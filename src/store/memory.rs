//! In-memory session store
//!
//! Records live in a fixed number of shards, each behind its own mutex, so
//! sessions that hash to different shards never wait on each other. Every
//! operation holds exactly one shard lock for one map operation and never
//! awaits while holding it.

use async_trait::async_trait;
use chrono::{DateTime, Utc};
use parking_lot::Mutex;
use std::collections::hash_map::RandomState;
use std::collections::HashMap;
use std::hash::BuildHasher;
use std::sync::{Arc, Weak};
use std::time::Duration;
use tokio::task::JoinHandle;
use tokio::time::MissedTickBehavior;

use super::{FieldChanges, SessionStore};
use crate::config::StoreConfig;
use crate::error::SessionError;
use crate::id::SessionId;
use crate::record::{Expiry, SessionRecord};

/// Attempts at finding an unused identifier before giving up.
const MAX_CREATE_ATTEMPTS: usize = 8;

type Shard = Mutex<HashMap<SessionId, SessionRecord>>;
type IdSource = fn() -> Result<SessionId, SessionError>;

struct Inner {
    shards: Box<[Shard]>,
    hasher: RandomState,
    expiry: Expiry,
    generate: IdSource,
}

impl Inner {
    fn shard(&self, id: &SessionId) -> &Shard {
        let idx = (self.hasher.hash_one(id) % self.shards.len() as u64) as usize;
        &self.shards[idx]
    }

    /// Run `f` on the live record for `id`, dropping it first if it has expired.
    fn with_live<R>(
        &self,
        id: &SessionId,
        now: DateTime<Utc>,
        f: impl FnOnce(&mut SessionRecord) -> R,
    ) -> Result<Option<R>, SessionError> {
        let mut shard = self.shard(id).lock();
        let Some(record) = shard.get_mut(id) else {
            return Ok(None);
        };
        if record.id() != id {
            return Err(SessionError::Corruption(format!(
                "record {} stored under key {}",
                record.id(),
                id
            )));
        }
        if record.is_expired_at(now) {
            shard.remove(id);
            tracing::debug!(session_id = %id, "session expired on access");
            return Ok(None);
        }
        record.touch(now, &self.expiry);
        Ok(Some(f(record)))
    }

    fn sweep(&self, now: DateTime<Utc>) -> usize {
        let mut removed = 0;
        for shard in self.shards.iter() {
            let mut shard = shard.lock();
            let before = shard.len();
            shard.retain(|_, record| record.expires_at() >= now);
            removed += before - shard.len();
        }
        removed
    }
}

/// In-memory session store
///
/// Cloning is cheap and every clone shares the same sessions. Sessions are
/// lost on restart and are not shared across processes.
#[derive(Clone)]
pub struct MemoryStore {
    inner: Arc<Inner>,
}

/// Running background sweep; the task stops when this handle is dropped.
#[derive(Debug)]
pub struct SweeperHandle {
    task: JoinHandle<()>,
}

impl SweeperHandle {
    /// Stop sweeping
    pub fn stop(self) {
        self.task.abort();
    }

    pub fn is_finished(&self) -> bool {
        self.task.is_finished()
    }
}

impl Drop for SweeperHandle {
    fn drop(&mut self) {
        self.task.abort();
    }
}

impl MemoryStore {
    /// Create a memory store with the default 24 hour sliding TTL
    pub fn new() -> Self {
        Self::with_config(StoreConfig::default())
    }

    pub fn with_config(config: StoreConfig) -> Self {
        Self::with_id_source(config, SessionId::generate)
    }

    pub(crate) fn with_id_source(config: StoreConfig, generate: IdSource) -> Self {
        let shards = (0..config.shards.max(1))
            .map(|_| Mutex::new(HashMap::new()))
            .collect();
        Self {
            inner: Arc::new(Inner {
                shards,
                hasher: RandomState::new(),
                expiry: Expiry::new(config.idle_ttl, config.expiration),
                generate,
            }),
        }
    }

    /// Sweep expired sessions every `interval` on the current tokio runtime.
    ///
    /// Returns `None` when called outside a runtime. The task only holds a weak
    /// reference, so it ends by itself once every clone of the store is gone.
    pub fn spawn_sweeper(&self, interval: Duration) -> Option<SweeperHandle> {
        let runtime = match tokio::runtime::Handle::try_current() {
            Ok(runtime) => runtime,
            Err(e) => {
                tracing::warn!("Cannot start session sweeper outside a runtime: {}", e);
                return None;
            }
        };
        let period = interval.max(Duration::from_millis(1));
        let weak: Weak<Inner> = Arc::downgrade(&self.inner);

        let task = runtime.spawn(async move {
            let mut ticker = tokio::time::interval(period);
            ticker.set_missed_tick_behavior(MissedTickBehavior::Delay);
            loop {
                ticker.tick().await;
                let Some(inner) = weak.upgrade() else {
                    break;
                };
                let removed = inner.sweep(Utc::now());
                if removed > 0 {
                    tracing::debug!(removed, "swept expired sessions");
                }
            }
        });
        Some(SweeperHandle { task })
    }
}

impl Default for MemoryStore {
    fn default() -> Self {
        Self::new()
    }
}

#[async_trait]
impl SessionStore for MemoryStore {
    async fn create(&self) -> Result<SessionRecord, SessionError> {
        for _ in 0..MAX_CREATE_ATTEMPTS {
            let id = (self.inner.generate)()?;
            let now = Utc::now();
            let mut shard = self.inner.shard(&id).lock();
            if let Some(existing) = shard.get(&id) {
                if !existing.is_expired_at(now) {
                    tracing::warn!("Session ID collision, regenerating");
                    continue;
                }
            }
            let record = SessionRecord::new(id.clone(), now, &self.inner.expiry);
            shard.insert(id, record.clone());
            return Ok(record);
        }
        Err(SessionError::Entropy(format!(
            "no unused session ID after {} attempts",
            MAX_CREATE_ATTEMPTS
        )))
    }

    async fn get(&self, id: &SessionId) -> Result<Option<SessionRecord>, SessionError> {
        self.inner.with_live(id, Utc::now(), |record| record.clone())
    }

    async fn update(&self, id: &SessionId, changes: FieldChanges) -> Result<bool, SessionError> {
        let applied = self
            .inner
            .with_live(id, Utc::now(), |record| record.apply(changes))?;
        Ok(applied.is_some())
    }

    async fn destroy(&self, id: &SessionId) -> Result<bool, SessionError> {
        Ok(self.inner.shard(id).lock().remove(id).is_some())
    }

    async fn sweep(&self, now: DateTime<Utc>) -> Result<usize, SessionError> {
        Ok(self.inner.sweep(now))
    }

    async fn ids(&self) -> Result<Vec<SessionId>, SessionError> {
        let now = Utc::now();
        let mut ids = Vec::new();
        for shard in self.inner.shards.iter() {
            let shard = shard.lock();
            ids.extend(
                shard
                    .values()
                    .filter(|record| !record.is_expired_at(now))
                    .map(|record| record.id().clone()),
            );
        }
        Ok(ids)
    }

    async fn clear(&self) -> Result<(), SessionError> {
        for shard in self.inner.shards.iter() {
            shard.lock().clear();
        }
        Ok(())
    }
}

Task objective: Wherever the string "before" occurs in the listing, return the line it sits on.

Exercise answer:
/// Attempts at finding an unused identifier before giving up.
            let before = shard.len();
            removed += before - shard.len();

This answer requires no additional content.